=== WHAT YOU NEED TO DO ===
Gather all lines in the data that hold the string "WHERE".

=== MATERIAL FOR THIS EXERCISE ===
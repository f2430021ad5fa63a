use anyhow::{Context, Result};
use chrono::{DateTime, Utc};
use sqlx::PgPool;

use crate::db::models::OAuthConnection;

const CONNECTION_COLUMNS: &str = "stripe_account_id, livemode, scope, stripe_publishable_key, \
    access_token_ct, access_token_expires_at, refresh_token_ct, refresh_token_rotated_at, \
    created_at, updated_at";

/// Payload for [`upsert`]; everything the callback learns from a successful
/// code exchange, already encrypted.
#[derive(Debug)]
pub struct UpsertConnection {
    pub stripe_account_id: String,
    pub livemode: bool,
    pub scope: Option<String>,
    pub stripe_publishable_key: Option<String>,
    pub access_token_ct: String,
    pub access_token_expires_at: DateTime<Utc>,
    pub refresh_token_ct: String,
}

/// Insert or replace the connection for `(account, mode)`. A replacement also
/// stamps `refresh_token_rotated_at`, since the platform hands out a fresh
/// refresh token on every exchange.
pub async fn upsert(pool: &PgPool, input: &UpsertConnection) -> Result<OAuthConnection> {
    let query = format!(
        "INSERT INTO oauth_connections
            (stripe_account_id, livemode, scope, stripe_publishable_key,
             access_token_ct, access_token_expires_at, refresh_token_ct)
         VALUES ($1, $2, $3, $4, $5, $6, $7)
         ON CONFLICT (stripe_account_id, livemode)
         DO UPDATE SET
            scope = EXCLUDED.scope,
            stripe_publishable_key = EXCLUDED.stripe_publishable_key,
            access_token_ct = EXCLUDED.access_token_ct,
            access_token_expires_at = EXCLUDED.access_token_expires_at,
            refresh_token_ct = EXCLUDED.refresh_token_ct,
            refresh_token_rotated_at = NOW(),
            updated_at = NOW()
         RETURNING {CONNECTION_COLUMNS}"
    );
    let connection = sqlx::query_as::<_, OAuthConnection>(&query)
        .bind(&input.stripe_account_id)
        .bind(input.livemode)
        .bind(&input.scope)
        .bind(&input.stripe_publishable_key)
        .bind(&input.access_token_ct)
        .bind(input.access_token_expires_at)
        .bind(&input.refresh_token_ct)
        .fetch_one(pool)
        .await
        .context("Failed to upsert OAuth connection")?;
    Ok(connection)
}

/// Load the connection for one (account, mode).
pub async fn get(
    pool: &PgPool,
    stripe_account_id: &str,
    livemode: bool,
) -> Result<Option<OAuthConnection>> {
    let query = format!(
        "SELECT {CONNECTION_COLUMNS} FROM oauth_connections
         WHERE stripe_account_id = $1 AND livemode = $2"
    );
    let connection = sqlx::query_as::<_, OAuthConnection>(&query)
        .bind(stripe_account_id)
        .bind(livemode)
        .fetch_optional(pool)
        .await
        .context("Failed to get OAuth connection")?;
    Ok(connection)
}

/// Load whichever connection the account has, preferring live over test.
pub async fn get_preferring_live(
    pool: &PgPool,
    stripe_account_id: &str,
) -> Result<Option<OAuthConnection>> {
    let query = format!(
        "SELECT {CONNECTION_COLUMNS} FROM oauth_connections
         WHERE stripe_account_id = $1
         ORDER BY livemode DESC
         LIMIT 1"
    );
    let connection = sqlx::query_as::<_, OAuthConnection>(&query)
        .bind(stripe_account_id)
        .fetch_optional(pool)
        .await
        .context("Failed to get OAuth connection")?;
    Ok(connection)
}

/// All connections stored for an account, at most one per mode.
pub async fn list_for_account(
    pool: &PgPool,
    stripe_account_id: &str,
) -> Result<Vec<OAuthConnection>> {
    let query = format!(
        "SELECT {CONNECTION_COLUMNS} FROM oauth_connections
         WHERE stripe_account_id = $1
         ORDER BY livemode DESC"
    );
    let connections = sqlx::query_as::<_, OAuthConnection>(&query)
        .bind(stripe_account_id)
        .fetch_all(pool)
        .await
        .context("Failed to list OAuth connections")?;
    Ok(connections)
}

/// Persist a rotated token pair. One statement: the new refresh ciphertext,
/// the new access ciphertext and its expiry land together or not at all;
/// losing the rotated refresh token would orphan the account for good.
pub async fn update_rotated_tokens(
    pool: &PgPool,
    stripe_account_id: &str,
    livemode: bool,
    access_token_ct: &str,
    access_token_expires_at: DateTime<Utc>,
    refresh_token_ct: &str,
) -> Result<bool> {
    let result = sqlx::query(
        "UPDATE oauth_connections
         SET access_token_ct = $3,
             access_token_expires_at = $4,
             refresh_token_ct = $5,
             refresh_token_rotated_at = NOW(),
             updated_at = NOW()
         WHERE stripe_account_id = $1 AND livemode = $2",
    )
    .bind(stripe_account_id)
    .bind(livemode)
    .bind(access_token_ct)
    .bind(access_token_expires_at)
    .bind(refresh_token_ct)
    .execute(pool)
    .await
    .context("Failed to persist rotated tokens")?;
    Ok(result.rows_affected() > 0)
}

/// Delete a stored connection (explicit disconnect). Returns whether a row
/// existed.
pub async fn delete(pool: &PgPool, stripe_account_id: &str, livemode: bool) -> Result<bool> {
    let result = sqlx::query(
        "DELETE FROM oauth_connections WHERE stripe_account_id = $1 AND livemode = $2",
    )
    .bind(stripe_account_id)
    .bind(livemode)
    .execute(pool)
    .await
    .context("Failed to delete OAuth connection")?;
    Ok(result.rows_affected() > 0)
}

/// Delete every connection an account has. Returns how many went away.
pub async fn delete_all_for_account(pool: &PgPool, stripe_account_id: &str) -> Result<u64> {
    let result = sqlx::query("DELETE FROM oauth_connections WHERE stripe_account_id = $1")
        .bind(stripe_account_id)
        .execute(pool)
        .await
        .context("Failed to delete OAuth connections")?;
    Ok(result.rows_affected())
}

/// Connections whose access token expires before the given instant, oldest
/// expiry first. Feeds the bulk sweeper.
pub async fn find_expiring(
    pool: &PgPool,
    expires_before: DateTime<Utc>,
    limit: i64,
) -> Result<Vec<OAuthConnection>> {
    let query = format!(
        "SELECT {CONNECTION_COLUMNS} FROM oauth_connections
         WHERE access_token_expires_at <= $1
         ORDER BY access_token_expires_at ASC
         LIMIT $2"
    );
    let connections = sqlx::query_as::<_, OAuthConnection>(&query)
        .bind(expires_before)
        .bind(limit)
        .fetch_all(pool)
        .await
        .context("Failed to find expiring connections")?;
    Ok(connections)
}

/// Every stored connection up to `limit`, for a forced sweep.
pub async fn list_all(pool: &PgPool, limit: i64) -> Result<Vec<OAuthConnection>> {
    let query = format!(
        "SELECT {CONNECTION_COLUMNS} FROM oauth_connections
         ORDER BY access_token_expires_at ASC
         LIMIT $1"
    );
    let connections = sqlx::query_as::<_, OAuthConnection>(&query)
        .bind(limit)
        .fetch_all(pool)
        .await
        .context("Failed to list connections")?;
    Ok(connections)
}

=== ANSWER TO THE EXERCISE ===
         WHERE stripe_account_id = $1 AND livemode = $2"
         WHERE stripe_account_id = $1
         WHERE stripe_account_id = $1
         WHERE stripe_account_id = $1 AND livemode = $2",
        "DELETE FROM oauth_connections WHERE stripe_account_id = $1 AND livemode = $2",
    let result = sqlx::query("DELETE FROM oauth_connections WHERE stripe_account_id = $1")
         WHERE access_token_expires_at <= $1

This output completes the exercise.